A GoFundMe page set up by a family friend had, as of Wednesday afternoon, raised more than $100,000 to help cover medical costs and support the family. Chuck was the only baker, so Busy Bee has been closed since he got sick.

On the bakery’s website, the family wrote: “Thank you for any prayer that you may be able to provide to us during our time of need. We are both looking forward to the day that we may be able to flip our OPEN sign back on and get back to serving our community.”

Melisa Mackevicius-Leonard, the family friend who launched the GoFundMe, said Chuck is humble, maybe not the sort who would be comfortable with the attention he’s getting. But, she said, what has driven people to support him and his family — his wife, Katie, and their 17-year-old son and 13-year-old daughter — is the baker’s devotion to the community.

“Through this GoFundMe, we’ve been getting so many notes from people who worked there in the past saying how much they loved working there, sending notes of love and prayer for him,” Mackevicius-Leonard said. “They’re just such an integral part of the community. They give baked goods to churches for homeless people, they do all these amazing things.”

Emmie Pawlak, a founding member of the Downers Grove Community Kitchen, a group that helps feed the homeless and people facing food insecurity, has been on the receiving end of the Kalouseks’ generosity.

Prayers for owner Chuck Kalousek have been placed at the door of Ingram Busy Bee Bakery in Downers Grove, shown April 13, 2021.
Prayers for owner Chuck Kalousek have been placed at the door of Ingram Busy Bee Bakery in Downers Grove, shown April 13, 2021.

She said high school kids who volunteered at a nearby church’s homeless shelter in the early morning would get a free doughnut as they walked past the Busy Bee on their way to school. And Busy Bee always gave Pawlak’s group their Friday doughnuts so they could serve them to people in need on Saturday mornings.

She said the response to Chuck’s illness hasn’t been surprising: “It really speaks to this town. We all hope for the best.”

I spoke with Katie and she told me a story about her husband that hit like a gut punch. His own father died when Chuck was a sophomore in high school, and that thought stuck with him as his condition grew worse.

“He couldn’t bear the thought of our family going through the same thing he went through,” his wife said. “I’m just forever, unimaginably filled with gratitude for all the sacrifices he has made for our family.”

She said she’s humbled by the support that has poured in, through the donation page and in the form of kind notes and prayers left on signs outside the closed bakery.

“I’m just overwhelmed and amazed at the power of what this community has done for us,” she said, her voice cracking. “I don’t know how I could ever thank everyone enough for all they’ve done for my family.”

I don’t know Chuck, but I would like to. I’ve never tasted one of the paczkis he makes, but people presumably line up down the block to get them for a reason.

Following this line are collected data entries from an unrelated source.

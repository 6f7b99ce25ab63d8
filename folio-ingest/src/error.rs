//! Error types for the HTTP surface

use axum::{
    http::StatusCode,
    response::{IntoResponse, Response},
    Json,
};
use serde_json::json;
use thiserror::Error;

/// API error type
#[derive(Debug, Error)]
pub enum ApiError {
    /// Path segment is not a valid UUID (400)
    #[error("invalid UUID: {0}")]
    InvalidUuid(String),

    /// Resource not found (404)
    #[error("resource not found: {0}")]
    NotFound(String),

    /// Pipeline or store error surfaced through a handler
    #[error("common error: {0}")]
    Common(#[from] folio_common::Error),

    /// Anything else (500)
    #[error(transparent)]
    Other(#[from] anyhow::Error),
}

impl IntoResponse for ApiError {
    fn into_response(self) -> Response {
        let (status, error_code, message) = match self {
            ApiError::InvalidUuid(segment) => (
                StatusCode::BAD_REQUEST,
                "InvalidUUID",
                format!("not a valid UUID: {}", segment),
            ),
            ApiError::NotFound(what) => (StatusCode::NOT_FOUND, "NotFound", what),
            // Internal detail stays in the log; the response body carries
            // no specifics.
            ApiError::Common(ref err) => {
                tracing::error!(error = %err, "request failed");
                (
                    StatusCode::INTERNAL_SERVER_ERROR,
                    "InternalError",
                    "internal server error".to_string(),
                )
            }
            ApiError::Other(ref err) => {
                tracing::error!(error = %err, "request failed");
                (
                    StatusCode::INTERNAL_SERVER_ERROR,
                    "InternalError",
                    "internal server error".to_string(),
                )
            }
        };

        let body = Json(json!({
            "error": {
                "code": error_code,
                "message": message,
            }
        }));

        (status, body).into_response()
    }
}

/// Result type for API handlers
pub type ApiResult<T> = Result<T, ApiError>;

I asked Katie if she could sum her husband up in a story. She thought about it a moment then told me about a family trip to Branson, Missouri. Chuck loves roller coasters, so he and the two kids boarded the PowderKeg at Silver Dollar City amusement park.

“He’s always so concerned about his kids, so first he’s checking their restraints, then he checks his restraints,” Katie recalled. “Then he noticed a kid who was alone, just a single rider. And he saw the kid wasn’t restrained, but the ride was starting to move. My husband started screaming, ‘WAIT! STOP THE RIDE!’ “

They stopped it and shut the ride down, then Katie said a manager came up and told Chuck he probably saved the child’s life.

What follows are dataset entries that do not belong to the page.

//! Bus listener and worker pool
//!
//! One worker per prefetch slot; each message flows through the whole
//! pipeline sequentially on one worker. Temporary failures retry in place
//! with bounded exponential backoff and then go back to the bus; permanent
//! failures go to the dead-letter sink with full context.

use chrono::Utc;
use folio_common::config::Config;
use folio_common::events::{EventBus, FolioEvent};
use folio_common::{Disposition, Error};
use std::sync::Arc;
use std::time::Duration;
use tokio::task::JoinHandle;
use tokio_util::sync::CancellationToken;
use tracing::{debug, info, warn};

use crate::bus::{BusConsumer, DeadLetterSink, Delivery};
use crate::ingest::Ingestor;

pub struct Listener {
    consumer: Arc<dyn BusConsumer>,
    dead_letter: Arc<dyn DeadLetterSink>,
    ingestor: Arc<Ingestor>,
    events: EventBus,
    config: Arc<Config>,
}

impl Listener {
    pub fn new(
        consumer: Arc<dyn BusConsumer>,
        dead_letter: Arc<dyn DeadLetterSink>,
        ingestor: Arc<Ingestor>,
        events: EventBus,
        config: Arc<Config>,
    ) -> Self {
        Self {
            consumer,
            dead_letter,
            ingestor,
            events,
            config,
        }
    }

    /// Spawn the worker pool. Worker count equals the prefetch window, so
    /// at most that many messages are in flight per consumer.
    pub fn spawn(self: Arc<Self>, shutdown: CancellationToken) -> Vec<JoinHandle<()>> {
        let workers = self.config.listener.input.prefetch;
        info!(
            workers,
            queue = %self.config.listener.input.queue,
            "starting listener workers"
        );
        (0..workers)
            .map(|worker| {
                let listener = self.clone();
                let shutdown = shutdown.clone();
                tokio::spawn(async move { listener.run_worker(worker, shutdown).await })
            })
            .collect()
    }

    async fn run_worker(&self, worker: usize, shutdown: CancellationToken) {
        loop {
            let delivery = tokio::select! {
                _ = shutdown.cancelled() => break,
                delivery = self.consumer.receive() => match delivery {
                    Some(delivery) => delivery,
                    None => break,
                },
            };
            self.handle(worker, delivery).await;
        }
        debug!(worker, "listener worker stopped");
    }

    async fn handle(&self, worker: usize, delivery: Delivery) {
        let Some(expected_schema) = self
            .config
            .schema
            .schema_for_content_type(&delivery.content_type)
        else {
            self.dead_letter(
                &delivery,
                &Error::UnknownContentType(delivery.content_type.clone()),
            )
            .await;
            return;
        };
        let expected_schema = expected_schema.to_string();

        let actor_timeout = Duration::from_millis(self.config.listener.actor_timeout_ms);
        let mut backoff_ms = self.config.bus.initial_retry_interval_ms;

        loop {
            let attempt =
                tokio::time::timeout(actor_timeout, self.ingestor.ingest(&expected_schema, &delivery.body))
                    .await
                    .unwrap_or(Err(Error::StoreTimeout("message processing")));

            match attempt {
                Ok(outcome) => {
                    debug!(
                        worker,
                        entity_id = %outcome.entity_id,
                        schema = %outcome.schema,
                        "message processed"
                    );
                    self.consumer.ack(delivery.tag).await;
                    return;
                }
                Err(err) if err.disposition() == Disposition::Permanent => {
                    self.dead_letter(&delivery, &err).await;
                    return;
                }
                Err(err) => {
                    if backoff_ms > self.config.bus.max_retry_interval_ms {
                        warn!(
                            worker,
                            error = %err,
                            "backoff window exhausted, returning message to the bus"
                        );
                        self.consumer.nack(delivery.tag, true).await;
                        return;
                    }
                    warn!(
                        worker,
                        error = %err,
                        backoff_ms,
                        "temporary failure, will retry"
                    );
                    tokio::time::sleep(Duration::from_millis(backoff_ms)).await;
                    backoff_ms = backoff_ms.saturating_mul(2);
                }
            }
        }
    }

    async fn dead_letter(&self, delivery: &Delivery, err: &Error) {
        let reason = err.to_string();
        self.dead_letter.publish(delivery, &reason).await;
        self.events
            .emit(FolioEvent::MessageDeadLettered {
                content_type: delivery.content_type.clone(),
                reason,
                timestamp: Utc::now(),
            })
            .ok();
        self.consumer.nack(delivery.tag, false).await;
    }
}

“That’s kind of how my husband is,” she said. “He’s a person who would always watch out for things. He always looks out for people.”

So it’s fitting people are now looking out for him.

I’m rooting for Chuck, sending my thoughts and prayers his way as he tries to beat this horrible virus that has damaged and devastated so many Americans. I hope you’ll consider doing the same.

The world needs good bakers. And even more, it needs good people.